Wait a minute. Just because I didn't want to be geeky Carrie anymore didn't mean Carolina wasn't going to be a good student. She was. I mean,
I
was. Obviously. I mean, school was still the most important thing. By far. And if you ask me, I wasn't really a geek in junior high. I'm super normal. It's just that other people thought my best friend, Peggy, and I were geeks, so we didn't really argue with them. Can you even do that? Argue with popular people on how they categorize you? Maybe you can, though it probably would have just made us even bigger geeks in their eyes. Gosh! Why was I worrying about this NOW? It was the first day of high school and I had to get ready! I mean, I was totally ready. I had been waiting by the front door for twenty minutes for Peggy and her sister to pick me up. But, you know, get ready in my mind. Because this year was going to change my life. I just knew it.

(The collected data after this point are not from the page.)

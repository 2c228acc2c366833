//! Headroom — an SLO-bounded concurrency prober for a single-consumer RPC
//! work queue.
//!
//! The harness answers three questions about a small unary RPC service whose
//! server-side work drains through one consumer: how many requests can stay
//! in flight before success rate or tail latency breaks the objective, where
//! the bottleneck sits (client-side connection multiplexing vs. the server
//! queue), and whether client tuning can raise the ceiling.
//!
//! # Architecture
//!
//! The main building blocks, leaves first:
//!
//! - [`workload`]: synthetic service times, log-uniform across four orders
//!   of magnitude, honored with a hybrid sleep/spin executor.
//! - [`WorkQueue`]: unbounded FIFO drained by one dedicated consumer thread;
//!   stamps a per-item [`queue::Timeline`] and keeps atomic telemetry.
//! - [`EmbeddedServer`]: loopback HTTP/2 listener adapting the `Process` RPC
//!   onto the queue, with client-abandonment propagation.
//! - [`ChannelPoolClient`]: round-robin pool of multiplexed channels with a
//!   client-side deadline; maps every terminal state to an [`Outcome`].
//! - [`SteadyStateEngine`]: holds exactly K requests in flight for a fixed
//!   window. Generic over the action, so tests can drive it without a
//!   server.
//! - [`ConcurrencyProber`]: warm → grow → bisect → verify → derive search
//!   that treats SLO failure as data.
//! - [`aggregate`] / [`Slo`]: pure reduction and scoring of raw outcomes.
//! - [`Reporter`]: the I/O boundary; table and JSON implementations ship.
//!
//! # Design goals
//!
//! - Measurements reflect the server, not the harness: the transport's
//!   stream ceiling is pushed aside by the channel pool, the queue is
//!   unbounded so saturation stays observable, and in-flight work is never
//!   preempted.
//! - Deterministic arithmetic: fixed nearest-rank percentiles, fixed
//!   bisection rule, fixed derivation of the reported ceilings.
//! - Everything behind trait seams ([`QueueTelemetry`], [`Reporter`], the
//!   engine's action) is replaceable without touching the search.

/// Reduction of raw outcomes into per-level results
pub mod aggregate;
/// Channel-pool gRPC client and per-call outcomes
pub mod client;
/// Process-wide monotonic tick source
pub mod clock;
/// Fixed-concurrency load engine
pub mod engine;
/// Generated protobuf types and service stubs
pub mod pb;
/// Adaptive concurrency search
pub mod probe;
/// Single-consumer work queue
pub mod queue;
/// Reports and reporters
pub mod report;
/// RPC adapter and embedded server
pub mod server;
/// Service-level objectives
pub mod slo;
/// Synthetic service-time workload
pub mod workload;

pub use aggregate::{ConcurrencyTestResult, LatencyDistribution};
pub use client::{ChannelPoolClient, ClientSettings, Outcome, TimeoutLayer};
pub use engine::{LevelRun, SteadyStateEngine};
pub use probe::{ConcurrencyProber, ProbeResult, ProbeSettings};
pub use queue::{NoTelemetry, QueueTelemetry, ResourceSnapshot, WorkQueue};
pub use report::{JsonReporter, ProbeReport, Reporter, StdoutReporter};
pub use server::{EmbeddedServer, ServerSettings};
pub use slo::{Slo, SloVerdict};
pub use workload::WorkloadSpec;

/// Failures that prevent a probe from starting at all. Everything that can
/// go wrong mid-probe is recorded as an [`Outcome`] instead.
#[derive(Debug, thiserror::Error)]
pub enum HarnessError {
    #[error("invalid target address: {0}")]
    InvalidTarget(#[from] tonic::transport::Error),
    #[error("failed to bind {addr}: {source}")]
    Bind {
        addr: std::net::SocketAddr,
        source: std::io::Error,
    },
    #[error("invalid configuration: {0}")]
    InvalidConfig(String),
}
//! Synthetic work unit.
//!
//! Service times are drawn log-uniformly over `[min_us, max_ms * 1000]`
//! microseconds, so a 50µs draw and a 50ms draw are equally plausible and
//! both the spin path and the sleep path get exercised. Sub-millisecond
//! delays are honored by busy-waiting on the monotonic clock (OS sleep
//! granularity cannot hit them), while longer delays coarse-sleep whole
//! milliseconds and spin the residual. Overruns are scheduling noise;
//! they show up in the observability data, not as errors.

use std::hint;
use std::thread;
use std::time::{Duration, Instant};

use rand::rngs::StdRng;
use rand::{Rng as _, SeedableRng};
use typed_builder::TypedBuilder;

/// Bounds of the service-time distribution.
#[derive(Debug, Clone, Copy, TypedBuilder)]
pub struct WorkloadSpec {
    /// Shortest service time, microseconds.
    #[builder(default = 10)]
    pub min_us: u64,
    /// Longest service time, milliseconds.
    #[builder(default = 50)]
    pub max_ms: u64,
    /// Fixed RNG seed for reproducible draws. `None` seeds from the OS.
    #[builder(default)]
    pub seed: Option<u64>,
}

/// Draws delays whose logarithm is uniform over the spec's bounds.
#[derive(Debug)]
pub struct DelaySampler {
    ln_min: f64,
    ln_max: f64,
    rng: StdRng,
}

impl DelaySampler {
    pub fn new(spec: WorkloadSpec) -> Self {
        let min_us = spec.min_us.max(1) as f64;
        let max_us = ((spec.max_ms.max(1)) * 1_000) as f64;
        let max_us = max_us.max(min_us);
        let rng = match spec.seed {
            Some(seed) => StdRng::seed_from_u64(seed),
            None => StdRng::from_entropy(),
        };
        Self {
            ln_min: min_us.ln(),
            ln_max: max_us.ln(),
            rng,
        }
    }

    pub fn sample(&mut self) -> Duration {
        let ln_d = self.rng.gen_range(self.ln_min..=self.ln_max);
        Duration::from_micros(ln_d.exp().round() as u64)
    }
}

/// Delays below this are pure spin; OS sleep cannot hit them.
const SPIN_ONLY_BELOW: Duration = Duration::from_millis(1);

fn spin_until(deadline: Instant) {
    while Instant::now() < deadline {
        hint::spin_loop();
    }
}

/// Block the current thread for approximately `delay`.
///
/// Must run on a dedicated OS thread, never on a runtime worker: the spin
/// tail would starve every other task sharing that worker.
pub fn execute(delay: Duration) {
    let deadline = Instant::now() + delay;
    if delay >= SPIN_ONLY_BELOW {
        thread::sleep(Duration::from_millis(delay.as_millis() as u64));
    }
    spin_until(deadline);
}

#[cfg(test)]
mod tests {
    use super::*;

    fn sampler(min_us: u64, max_ms: u64) -> DelaySampler {
        DelaySampler::new(
            WorkloadSpec::builder()
                .min_us(min_us)
                .max_ms(max_ms)
                .seed(Some(7))
                .build(),
        )
    }

    #[test]
    fn samples_stay_within_bounds() {
        let mut s = sampler(10, 50);
        for _ in 0..10_000 {
            let d = s.sample();
            assert!(d >= Duration::from_micros(10), "draw below floor: {d:?}");
            // round() on the exponential can land one microsecond past the top
            assert!(d <= Duration::from_micros(50_001), "draw above ceiling: {d:?}");
        }
    }

    #[test]
    fn samples_cover_both_spin_and_sleep_regimes() {
        let mut s = sampler(10, 50);
        let mut sub_ms = 0usize;
        let mut multi_ms = 0usize;
        for _ in 0..10_000 {
            let d = s.sample();
            if d < Duration::from_millis(1) {
                sub_ms += 1;
            }
            if d >= Duration::from_millis(1) {
                multi_ms += 1;
            }
        }
        // ln-uniform over [10µs, 50ms]: the 1ms boundary sits roughly in the
        // middle of the log range, so both regimes must be well represented.
        assert!(sub_ms > 1_000, "only {sub_ms} sub-millisecond draws");
        assert!(multi_ms > 1_000, "only {multi_ms} multi-millisecond draws");
    }

    #[test]
    fn degenerate_bounds_collapse_to_a_point() {
        let mut s = DelaySampler::new(
            WorkloadSpec::builder()
                .min_us(1_000)
                .max_ms(1)
                .seed(Some(1))
                .build(),
        );
        for _ in 0..100 {
            assert_eq!(s.sample(), Duration::from_millis(1));
        }
    }

    #[test]
    fn execute_never_returns_early() {
        for delay in [Duration::from_micros(200), Duration::from_millis(3)] {
            let start = Instant::now();
            execute(delay);
            assert!(start.elapsed() >= delay);
        }
    }
}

So I sat and pictured (“envisioned” might be the better word) how today would go in my head. Except the horrible stuff that happened with my dad earlier kept popping into my brain and I got mad at him again, and suddenly I felt like I was going to cry (again) and if that happened, I was sure my first day would be ruined, which might ruin my entire existence. Wait a minute! I reminded myself that I'm in control, that I'm super smart, that my dad was part of my past, not my future, and then I felt better.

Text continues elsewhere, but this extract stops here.